SPEAKER_00:And it's understanding our own expectations. You're expecting someone to see things the way you do through your lens. So if we go back to the question for this person, how do they handle somebody making that comment daily? Because let's assume their work is done and they're leaving at five because that's their schedule. What are they supposed to do with that? What is that young person supposed to do with that? I would just be like, yep, thanks for letting me know it's five again. Like, thank you. I would just have to make a joke because I I don't know why that person feels it's okay to do that. Anyway, what what are your thoughts, James? What would you say?
SPEAKER_02:I think I I agree with you. I think I think it's not good if they're doing it every day and it is actually causing this person to feel stressful, yeah. Stressed, right? And it's not their business. I think depending on who can who's the best person to talk to them, I'd say that someone should say, please stop doing that.
SPEAKER_00:That's what I think too.
SPEAKER_02:Because it's not really your place to say that. If there is a problem with that person performance, it should be coming out through another channel, not through the cleaner reporting that they're leaving on time every day.
SPEAKER_00:I would really, in all seriousness, I would say to that employee, I would go have a talk with your manager or supervisor and just say this is embarrassing and it's happening in front of the rest of the team and it's not appreciated, and you let it roll off many times, but you need that to stop because it's causing anxiety. It makes me feel guilty when I'm leaving when I should not feel guilty for leaving and let them handle it because that's just inappropriate. Okay, do you guys want to do this again another day? Because I enjoyed this today, it went fast. Sure. Yeah.
SPEAKER_02:Yeah.
SPEAKER_00:You enjoyed it?
SPEAKER_02:Yeah, it was a lot of fun.
SPEAKER_01:I think it's great that we're all in different fields because I know for a fact, James, your team is probably totally different than mine was just because of the different industries we work in. So I think it's really good to get different perspectives and how you would handle different situations. But it's also interesting because our answers are in line, in tune, because that's what a great leader does. They have the the same core principles and values.

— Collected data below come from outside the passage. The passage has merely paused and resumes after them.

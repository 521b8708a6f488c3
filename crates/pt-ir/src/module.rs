//! Module (song) structure and validation.

use alloc::vec::Vec;
use arrayvec::ArrayString;

use crate::instrument::Instrument;
use crate::pattern::Pattern;

/// Maximum order-list length in a ProTracker module.
pub const MAX_ORDER_POSITIONS: usize = 128;

/// Reasons a module cannot be played.
#[derive(Debug, Clone, PartialEq, Eq, thiserror::Error)]
pub enum ModuleError {
    #[error("order list is empty")]
    EmptyOrderList,
    #[error("song has {positions} positions but the order list holds {order_len}")]
    InvalidSongLength { positions: usize, order_len: usize },
    #[error("order position {position} references missing pattern {pattern}")]
    MissingPattern { position: usize, pattern: u8 },
    #[error("pattern {pattern} has no channels")]
    NoChannels { pattern: usize },
    #[error("pattern {pattern} has {found} channels, expected {expected}")]
    ChannelCountMismatch { pattern: usize, expected: usize, found: usize },
    #[error("pattern {pattern} row {row} channel {channel} uses missing instrument {instrument}")]
    MissingInstrument { pattern: usize, row: usize, channel: usize, instrument: u8 },
    #[error("instrument {instrument} loop starts at frame {start} past its {len} frames")]
    LoopOutOfRange { instrument: usize, start: usize, len: usize },
    #[error("solo channel {channel} out of range ({channels} channels)")]
    SoloChannelOutOfRange { channel: usize, channels: usize },
}

/// A complete module as produced by a loader.
#[derive(Clone, Debug, Default)]
pub struct Module {
    /// Song title
    pub title: ArrayString<20>,
    /// Pattern indices in play order
    pub order_list: Vec<u8>,
    /// How many order-list entries are part of the song
    pub number_of_song_positions: usize,
    /// Pattern pool
    pub patterns: Vec<Pattern>,
    /// Instruments, referenced 1-based from rows
    pub instruments: Vec<Instrument>,
}

impl Module {
    /// Create an empty module.
    pub fn new(title: &str) -> Self {
        let mut module = Self::default();
        let _ = module.title.try_push_str(title);
        module
    }

    /// Set the order list; every entry is part of the song.
    pub fn with_order(mut self, order: &[u8]) -> Self {
        self.order_list = order.to_vec();
        self.number_of_song_positions = order.len();
        self
    }

    /// Number of channels (taken from the first pattern).
    pub fn num_channels(&self) -> usize {
        self.patterns.first().map_or(0, Pattern::num_channels)
    }

    /// Check that the module can be played with the given order list.
    ///
    /// `order` overrides the module's own order list; its whole length is
    /// the song length.
    pub fn validate_with_order(&self, order: Option<&[u8]>) -> Result<(), ModuleError> {
        let (order, positions) = match order {
            Some(o) => (o, o.len()),
            None => (self.order_list.as_slice(), self.number_of_song_positions),
        };

        if order.is_empty() {
            return Err(ModuleError::EmptyOrderList);
        }
        if positions == 0 || positions > order.len() || positions > MAX_ORDER_POSITIONS {
            return Err(ModuleError::InvalidSongLength {
                positions,
                order_len: order.len(),
            });
        }
        for (position, &pattern) in order[..positions].iter().enumerate() {
            if pattern as usize >= self.patterns.len() {
                return Err(ModuleError::MissingPattern { position, pattern });
            }
        }

        self.validate_patterns()?;
        self.validate_instruments()
    }

    /// Check the module with its own order list.
    pub fn validate(&self) -> Result<(), ModuleError> {
        self.validate_with_order(None)
    }

    fn validate_patterns(&self) -> Result<(), ModuleError> {
        let expected = self.num_channels();
        for (index, pattern) in self.patterns.iter().enumerate() {
            let found = pattern.num_channels();
            if found == 0 {
                return Err(ModuleError::NoChannels { pattern: index });
            }
            if found != expected {
                return Err(ModuleError::ChannelCountMismatch {
                    pattern: index,
                    expected,
                    found,
                });
            }
            for (channel, column) in pattern.channels.iter().enumerate() {
                for (row, cell) in column.rows.iter().enumerate() {
                    if cell.instrument as usize > self.instruments.len() {
                        return Err(ModuleError::MissingInstrument {
                            pattern: index,
                            row,
                            channel,
                            instrument: cell.instrument,
                        });
                    }
                }
            }
        }
        Ok(())
    }

    fn validate_instruments(&self) -> Result<(), ModuleError> {
        for (index, inst) in self.instruments.iter().enumerate() {
            if inst.is_looped() && inst.loop_start_frame() >= inst.len() {
                return Err(ModuleError::LoopOutOfRange {
                    instrument: index,
                    start: inst.loop_start_frame(),
                    len: inst.len(),
                });
            }
        }
        Ok(())
    }
}

#[cfg(test)]
mod tests {
    use super::*;
    use crate::pattern::Row;

    fn module() -> Module {
        let mut m = Module::new("test").with_order(&[0, 1, 0]);
        m.patterns = vec![Pattern::new(4), Pattern::new(4)];
        m.instruments = vec![Instrument::from_pcm8("a", &[0; 16])];
        m
    }

    #[test]
    fn valid_module_passes() {
        assert_eq!(module().validate(), Ok(()));
        assert_eq!(module().num_channels(), 4);
    }

    #[test]
    fn empty_order_list_rejected() {
        let m = Module { order_list: vec![], ..module() };
        assert_eq!(m.validate(), Err(ModuleError::EmptyOrderList));
    }

    #[test]
    fn song_length_must_fit_order_list() {
        let m = Module { number_of_song_positions: 4, ..module() };
        assert!(matches!(m.validate(), Err(ModuleError::InvalidSongLength { .. })));
        let m = Module { number_of_song_positions: 0, ..module() };
        assert!(matches!(m.validate(), Err(ModuleError::InvalidSongLength { .. })));
    }

    #[test]
    fn entries_past_song_length_are_not_checked() {
        let mut m = module();
        m.order_list.push(99);
        assert_eq!(m.validate(), Ok(()));
    }

    #[test]
    fn missing_pattern_rejected() {
        let m = module();
        assert_eq!(
            m.validate_with_order(Some(&[0, 2])),
            Err(ModuleError::MissingPattern { position: 1, pattern: 2 })
        );
    }

    #[test]
    fn channel_mismatch_rejected() {
        let mut m = module();
        m.patterns.push(Pattern::new(8));
        assert_eq!(
            m.validate(),
            Err(ModuleError::ChannelCountMismatch { pattern: 2, expected: 4, found: 8 })
        );
    }

    #[test]
    fn missing_instrument_rejected() {
        let mut m = module();
        *m.patterns[1].row_mut(7, 3) = Row::new(2, 428);
        assert_eq!(
            m.validate(),
            Err(ModuleError::MissingInstrument { pattern: 1, row: 7, channel: 3, instrument: 2 })
        );
    }

    #[test]
    fn loop_past_end_rejected() {
        let mut m = module();
        m.instruments[0] = Instrument::from_pcm8("a", &[0; 16]).with_loop(8, 4);
        assert!(matches!(m.validate(), Err(ModuleError::LoopOutOfRange { instrument: 0, .. })));
    }

    #[test]
    fn error_messages_name_the_problem() {
        let err = ModuleError::MissingPattern { position: 3, pattern: 9 };
        assert_eq!(err.to_string(), "order position 3 references missing pattern 9");
    }
}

SPEAKER_02:Because I think that to your point, right, there isn't a right or wrong with any of this. And and sometimes people want to rule book. Thing that came up a lot, right? I think the theme that comes up in everything is trust.
SPEAKER_00:Gosh, yes.
SPEAKER_02:And I heard that a few times. Yeah, that's really a lot of things become a lot more difficult if that doesn't e exist.
SPEAKER_00:That has to be there. As a manager, we have to build trust with our team, or they're not going to come with to us with real things. All right, you guys, it was so good to see you today. Bye. Bye. Bye.